== Activity ==
Search the data for the word "AlreadyExists". Reproduce every line where it is found.

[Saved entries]
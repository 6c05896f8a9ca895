use chrono::{DateTime, Utc};
use crate::shared::database::{unique_violation, AdminRepository, Database, UnitOfWork, ADMINS_EMAIL_KEY};
use crate::shared::errors::AccountError;
use crate::shared::utils::{Page, PageRequest};
use crate::domains::admin::models::{Admin, AdminQuery, AdminRole, NewAdmin, RegisterAdminRequest, UpdateAdminRequest};
use crate::domains::auth::services::password::{hash_password, verify_password};

const INVALID_CREDENTIALS: &str = "Invalid credentials or inactive account";

fn admin_write_error(action: &str, err: anyhow::Error) -> AccountError {
    match unique_violation(&err) {
        Some(v) if v.constraint == ADMINS_EMAIL_KEY => AccountError::AlreadyExists { field: "Admin email" },
        Some(_) => AccountError::AlreadyExists { field: "Admin username" },
        None => AccountError::DatabaseError(format!("Failed to {}: {}", action, err)),
    }
}

/// 관리자 계정 서비스
/// AdminService: admin registration, authentication (records last login) and management
#[derive(Clone)]
pub struct AdminService {
    db: Database,
}

impl AdminService {
    pub fn new(db: Database) -> Self {
        Self { db }
    }

    async fn begin(&self) -> Result<Box<dyn UnitOfWork>, AccountError> {
        self.db
            .begin()
            .await
            .map_err(|e| AccountError::DatabaseError(format!("Failed to begin transaction: {}", e)))
    }

    async fn load(uow: &mut Box<dyn UnitOfWork>, id: u64) -> Result<Admin, AccountError> {
        uow.find_admin_by_id(id)
            .await
            .map_err(|e| AccountError::DatabaseError(format!("Failed to fetch admin: {}", e)))?
            .ok_or_else(AccountError::admin_not_found)
    }

    async fn save(uow: &mut Box<dyn UnitOfWork>, admin: &Admin) -> Result<Admin, AccountError> {
        uow.update_admin(admin)
            .await
            .map_err(|e| admin_write_error("update admin", e))
    }

    async fn commit(uow: Box<dyn UnitOfWork>, action: &str) -> Result<(), AccountError> {
        uow.commit().await.map_err(|e| admin_write_error(action, e))
    }

    async fn count(&self, query: &AdminQuery) -> Result<u64, AccountError> {
        let mut uow = self.begin().await?;
        uow.count_admins(query)
            .await
            .map_err(|e| AccountError::DatabaseError(format!("Failed to count admins: {}", e)))
    }

    async fn page(&self, query: &AdminQuery, page: &PageRequest) -> Result<Page<Admin>, AccountError> {
        let mut uow = self.begin().await?;
        let admins = uow
            .find_admin_page(query, page)
            .await
            .map_err(|e| AccountError::DatabaseError(format!("Failed to fetch admins: {}", e)))?;
        let total = uow
            .count_admins(query)
            .await
            .map_err(|e| AccountError::DatabaseError(format!("Failed to count admins: {}", e)))?;

        Ok(Page::new(admins, total, page))
    }

    /// 관리자 등록 (role 생략 시 ADMIN)
    pub async fn register(&self, request: RegisterAdminRequest) -> Result<Admin, AccountError> {
        let mut uow = self.begin().await?;

        let existing = uow
            .find_admin_by_username(&request.username)
            .await
            .map_err(|e| AccountError::DatabaseError(format!("Failed to check username existence: {}", e)))?;
        if existing.is_some() {
            return Err(AccountError::AlreadyExists { field: "Admin username" });
        }

        let existing = uow
            .find_admin_by_email(&request.email)
            .await
            .map_err(|e| AccountError::DatabaseError(format!("Failed to check email existence: {}", e)))?;
        if existing.is_some() {
            return Err(AccountError::AlreadyExists { field: "Admin email" });
        }

        let password_hash = hash_password(&request.password)?;

        let admin = uow
            .insert_admin(&NewAdmin {
                username: request.username,
                email: request.email,
                password_hash,
                first_name: request.first_name,
                last_name: request.last_name,
                role: request.role.unwrap_or(AdminRole::Admin),
            })
            .await
            .map_err(|e| admin_write_error("create admin", e))?;
        Self::commit(uow, "create admin").await?;

        tracing::info!(admin_id = admin.id, username = %admin.username, role = %admin.role, "Admin registered");
        Ok(admin)
    }

    /// 로그인 성공 시 last_login 갱신
    pub async fn authenticate(&self, username: &str, password: &str) -> Result<Admin, AccountError> {
        let mut uow = self.begin().await?;
        let admin = uow
            .find_admin_by_username(username)
            .await
            .map_err(|e| AccountError::DatabaseError(format!("Failed to fetch admin: {}", e)))?;

        let mut admin = match admin {
            Some(admin) if admin.active && verify_password(password, &admin.password_hash)? => admin,
            _ => {
                tracing::warn!(username, "Admin authentication failed");
                return Err(AccountError::InvalidCredentials(INVALID_CREDENTIALS));
            }
        };

        admin.last_login = Some(Utc::now());
        let admin = Self::save(&mut uow, &admin).await?;
        Self::commit(uow, "record admin login").await?;

        tracing::info!(admin_id = admin.id, username, "Admin authenticated");
        Ok(admin)
    }

    pub async fn find_by_id(&self, id: u64) -> Result<Admin, AccountError> {
        let mut uow = self.begin().await?;
        Self::load(&mut uow, id).await
    }

    pub async fn find_by_username(&self, username: &str) -> Result<Admin, AccountError> {
        let mut uow = self.begin().await?;
        uow.find_admin_by_username(username)
            .await
            .map_err(|e| AccountError::DatabaseError(format!("Failed to fetch admin: {}", e)))?
            .ok_or_else(AccountError::admin_not_found)
    }

    /// 활성 관리자만
    pub async fn list_paged(&self, page: &PageRequest) -> Result<Page<Admin>, AccountError> {
        let query = AdminQuery {
            active: Some(true),
            ..Default::default()
        };
        self.page(&query, page).await
    }

    /// 활성 관리자 중 검색
    pub async fn search(&self, term: &str, page: &PageRequest) -> Result<Page<Admin>, AccountError> {
        let query = AdminQuery {
            active: Some(true),
            search: Some(term.to_string()),
            ..Default::default()
        };
        self.page(&query, page).await
    }

    pub async fn find_by_role(&self, role: AdminRole) -> Result<Vec<Admin>, AccountError> {
        let mut uow = self.begin().await?;
        uow.find_admins(&AdminQuery {
            role: Some(role),
            ..Default::default()
        })
        .await
        .map_err(|e| AccountError::DatabaseError(format!("Failed to fetch admins by role: {}", e)))
    }

    /// 수정 (None 필드 유지, role / active 포함)
    pub async fn update(&self, id: u64, request: UpdateAdminRequest) -> Result<Admin, AccountError> {
        let mut uow = self.begin().await?;
        let mut admin = Self::load(&mut uow, id).await?;

        if let Some(email) = request.email {
            if email != admin.email {
                let taken = uow
                    .find_admin_by_email(&email)
                    .await
                    .map_err(|e| AccountError::DatabaseError(format!("Failed to check email existence: {}", e)))?
                    .is_some_and(|other| other.id != id);
                if taken {
                    return Err(AccountError::AlreadyExists { field: "Admin email" });
                }
                admin.email = email;
            }
        }
        if let Some(first_name) = request.first_name {
            admin.first_name = Some(first_name);
        }
        if let Some(last_name) = request.last_name {
            admin.last_name = Some(last_name);
        }
        if let Some(role) = request.role {
            admin.role = role;
        }
        if let Some(active) = request.active {
            admin.active = active;
        }

        let admin = Self::save(&mut uow, &admin).await?;
        Self::commit(uow, "update admin").await?;

        tracing::info!(admin_id = id, "Admin updated");
        Ok(admin)
    }

    /// 비활성화 (이미 비활성이어도 성공)
    pub async fn deactivate(&self, id: u64) -> Result<Admin, AccountError> {
        let mut uow = self.begin().await?;
        let mut admin = Self::load(&mut uow, id).await?;
        admin.active = false;

        let admin = Self::save(&mut uow, &admin).await?;
        Self::commit(uow, "deactivate admin").await?;

        tracing::info!(admin_id = id, username = %admin.username, "Admin deactivated");
        Ok(admin)
    }

    pub async fn delete(&self, id: u64) -> Result<(), AccountError> {
        let mut uow = self.begin().await?;
        let deleted = uow
            .delete_admin(id)
            .await
            .map_err(|e| AccountError::DatabaseError(format!("Failed to delete admin: {}", e)))?;
        if !deleted {
            return Err(AccountError::admin_not_found());
        }
        Self::commit(uow, "delete admin").await?;

        tracing::info!(admin_id = id, "Admin deleted");
        Ok(())
    }

    pub async fn change_password(
        &self,
        id: u64,
        current_password: &str,
        new_password: &str,
    ) -> Result<(), AccountError> {
        let mut uow = self.begin().await?;
        let mut admin = Self::load(&mut uow, id).await?;

        if !verify_password(current_password, &admin.password_hash)? {
            tracing::warn!(admin_id = id, "Invalid current password for admin");
            return Err(AccountError::InvalidCurrentPassword);
        }
        admin.password_hash = hash_password(new_password)?;

        Self::save(&mut uow, &admin).await?;
        Self::commit(uow, "change admin password").await?;

        tracing::info!(admin_id = id, "Admin password changed");
        Ok(())
    }

    pub async fn active_admin_count(&self) -> Result<u64, AccountError> {
        self.count(&AdminQuery {
            active: Some(true),
            ..Default::default()
        })
        .await
    }

    /// last_login >= since
    pub async fn recently_active_admin_count(&self, since: DateTime<Utc>) -> Result<u64, AccountError> {
        self.count(&AdminQuery {
            last_login_since: Some(since),
            ..Default::default()
        })
        .await
    }
}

== Exercise response ==
        Some(v) if v.constraint == ADMINS_EMAIL_KEY => AccountError::AlreadyExists { field: "Admin email" },
        Some(_) => AccountError::AlreadyExists { field: "Admin username" },
            return Err(AccountError::AlreadyExists { field: "Admin username" });
            return Err(AccountError::AlreadyExists { field: "Admin email" });
                    return Err(AccountError::AlreadyExists { field: "Admin email" });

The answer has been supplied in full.